La terre aurait pu s'ouvrir sous ses pieds qu'elle n'en aurait rien eu à faire, qu'elle n'en aurait probablement même pas eu conscience. Elle ne se réduisait plus qu'à ces fragments de peau qu'il touchait, qu'il flattait, qu'il animait de la sienne. Il immolait par le feu tout ce qu'il frôlait, tout ce qu'il embrassait, embrasait... Et ce sentiment d'urgence, ce besoin tenace, cette nécessité de toujours plus, encore plus, et cette certitude qu'elle ne serait jamais rassasiée, qu'elle ne pourrait jamais l'être totalement. 

Il était déjà partout sur sa peau. Il parcourait son être comme s'il en connaissait déjà les moindres recoins, comme s'il y avait déjà ses habitudes, ses quartiers personnels et ses zones de prédilection, mais ce n'était pas assez. Il lui fallait le sentir plus encore. Ce n'était pas seulement l'union des corps qu'elle réclamait, c'était bien plus que ça. Tellement plus que cela. Tout semblait pressant, mué par un besoin impérieux qui ne souffrirait aucun retard. Les gestes étaient fébriles, urgents, mais toutefois précis et habiles, si bien que dans une brume de décisions, actions et réactions, de souffles rauques et chauds, de caresses plus ou moins subtiles, et de respirations douloureusement anarchiques, elle se retrouva à l'accueillir entre ses cuisses. 

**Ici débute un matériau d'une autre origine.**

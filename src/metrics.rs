//! Metrics names and recording helpers.

use metrics::{counter, histogram};

const SAVE_STEP_FAILURES: &str = "chat_archive_save_step_failures_total";
const MESSAGES_SAVED: &str = "chat_archive_messages_saved_total";
const INDEX_HITS: &str = "chat_archive_index_hits_total";
const INDEX_MISSES: &str = "chat_archive_index_misses_total";
const INDEX_BACKFILLED_DATES: &str = "chat_archive_index_backfilled_dates";

/// One step of the message-save cascade failed.
pub(crate) fn cascade_step_failed(step: &'static str) {
    counter!(SAVE_STEP_FAILURES, "step" => step).increment(1);
}

/// A message save was attempted.
pub(crate) fn message_saved() {
    counter!(MESSAGES_SAVED).increment(1);
}

/// A drill-down level was answered from the cache.
pub(crate) fn index_hit(level: &'static str) {
    counter!(INDEX_HITS, "level" => level).increment(1);
}

/// A drill-down level had to backfill from the store.
pub(crate) fn index_miss(level: &'static str) {
    counter!(INDEX_MISSES, "level" => level).increment(1);
}

/// Number of dates read back by one backfill.
#[allow(clippy::cast_precision_loss)]
pub(crate) fn index_backfill(dates: usize) {
    histogram!(INDEX_BACKFILLED_DATES).record(dates as f64);
}
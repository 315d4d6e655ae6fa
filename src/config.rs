use anyhow::Result;
use config::{Config, Environment, File};
use serde::{Deserialize, Serialize};

/// Application configuration structure
#[derive(Debug, Clone, Serialize, Deserialize)]
pub struct AppConfig {
    pub storage: StorageConfig,
    pub logging: LoggingConfig,
    pub index: IndexConfig,
}

/// Storage backend selection and connection settings
#[derive(Debug, Clone, Serialize, Deserialize)]
pub struct StorageConfig {
    /// Backend kind: "sqlite" or "document"
    pub backend: String,
    /// Database file path for the sqlite backend
    pub sqlite_path: String,
    /// Connection pool bound for the sqlite backend
    pub max_connections: u32,
    /// Directory path for the document backend
    pub document_path: String,
}

#[derive(Debug, Clone, Serialize, Deserialize)]
pub struct LoggingConfig {
    pub level: String,
    pub file_path: Option<String>,
    pub format: String, // "json" or "text"
}

/// Temporal index maintenance settings
#[derive(Debug, Clone, Serialize, Deserialize)]
pub struct IndexConfig {
    /// Seconds between full background rebuilds
    pub rebuild_interval_secs: u64,
}

impl Default for AppConfig {
    fn default() -> Self {
        Self {
            storage: StorageConfig {
                backend: "sqlite".to_string(),
                sqlite_path: "data/archive.db".to_string(),
                max_connections: 10,
                document_path: "data/archive.docs".to_string(),
            },
            logging: LoggingConfig {
                level: "info".to_string(),
                file_path: None,
                format: "text".to_string(),
            },
            index: IndexConfig {
                rebuild_interval_secs: 3600,
            },
        }
    }
}

impl AppConfig {
    /// Load configuration from multiple sources with precedence:
    /// defaults, then `config/default` and `config/local` files, then
    /// `CHAT_ARCHIVE_*` environment variables.
    pub fn load() -> Result<Self> {
        let defaults = AppConfig::default();

        let config = Config::builder()
            .set_default("storage.backend", defaults.storage.backend)?
            .set_default("storage.sqlite_path", defaults.storage.sqlite_path)?
            .set_default(
                "storage.max_connections",
                i64::from(defaults.storage.max_connections),
            )?
            .set_default("storage.document_path", defaults.storage.document_path)?
            .set_default("logging.level", defaults.logging.level)?
            .set_default("logging.format", defaults.logging.format)?
            .set_default(
                "index.rebuild_interval_secs",
                i64::try_from(defaults.index.rebuild_interval_secs).unwrap_or(3600),
            )?
            .add_source(File::with_name("config/default").required(false))
            .add_source(File::with_name("config/local").required(false))
            .add_source(Environment::with_prefix("CHAT_ARCHIVE").separator("__"))
            .build()?;

        let app_config: AppConfig = config.try_deserialize()?;
        app_config.validate()?;

        Ok(app_config)
    }

    /// Validate configuration values
    pub fn validate(&self) -> Result<()> {
        let valid_backends = ["sqlite", "document"];
        if !valid_backends.contains(&self.storage.backend.as_str()) {
            return Err(anyhow::anyhow!(
                "Invalid storage backend: {}. Must be one of: {:?}",
                self.storage.backend,
                valid_backends
            ));
        }

        if self.storage.max_connections == 0 {
            return Err(anyhow::anyhow!("max_connections must be greater than 0"));
        }

        let valid_levels = ["trace", "debug", "info", "warn", "error"];
        if !valid_levels.contains(&self.logging.level.as_str()) {
            return Err(anyhow::anyhow!(
                "Invalid log level: {}. Must be one of: {:?}",
                self.logging.level,
                valid_levels
            ));
        }

        let valid_formats = ["text", "json"];
        if !valid_formats.contains(&self.logging.format.as_str()) {
            return Err(anyhow::anyhow!(
                "Invalid log format: {}. Must be one of: {:?}",
                self.logging.format,
                valid_formats
            ));
        }

        if self.index.rebuild_interval_secs == 0 {
            return Err(anyhow::anyhow!(
                "rebuild_interval_secs must be greater than 0"
            ));
        }

        Ok(())
    }
}

#[cfg(test)]
mod tests {
    use super::*;

    #[test]
    fn test_default_config() {
        let config = AppConfig::default();
        assert_eq!(config.storage.backend, "sqlite");
        assert_eq!(config.logging.level, "info");
        assert_eq!(config.index.rebuild_interval_secs, 3600);
    }

    #[test]
    fn test_config_validation() {
        let config = AppConfig::default();
        assert!(config.validate().is_ok());
    }

    #[test]
    fn test_invalid_backend() {
        let mut config = AppConfig::default();
        config.storage.backend = "couchbase".to_string();
        assert!(config.validate().is_err());
    }

    #[test]
    fn test_invalid_pool_bound() {
        let mut config = AppConfig::default();
        config.storage.max_connections = 0;
        assert!(config.validate().is_err());
    }
}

Avait-il seulement achevé de se dévêtir complètement ? Détail sans la moindre importance tant la conscience d'un avant ou d'un après avait été occultée par un présent immédiat uniquement rythmé par ces coups de reins qui la maintenaient en vie. Si elle avait été un jour irritée par ce courant électrique naissant de son épiderme lorsqu'il la touchait, il revêtait aujourd'hui des airs d'abîmes de plaisir. La chaleur l'assaillait de toutes parts, comme émanant de ses propres entrailles, ou plus profond encore, et transmutait chaque caresse, chaque tendresse en une empreinte indélébile contre sa peau. Il semait des baisers et elle ressentait le sillon laissé sur le passage de la lave en fusion. 

Il la consommait, elle se consumait. Il possédait son corps, elle troquait son âme. Chaque baiser était vécu comme autant de tentatives de réanimation, et chaque fois qu'il quittait sa bouche, chaque fois qu'il s'éloignait, elle mourait un peu plus. Alors elle s'accrochait, elle se raccrochait, elle réclamait, et elle prenait. Et ce sentiment incontrôlable d'appartenance, d’où venait-il ? Elle était légitime, elle était en droit de se réapproprier ce qui était sien, ce qui n'avait jamais cessé de l'être, et ce qui le serait toujours. Démence. Delirium tremens. Elle perdait la raison en plus de son corps, mais elle s'en moquait éperdument. Sa raison avait foutu le camp, ses instincts prenaient le relais. 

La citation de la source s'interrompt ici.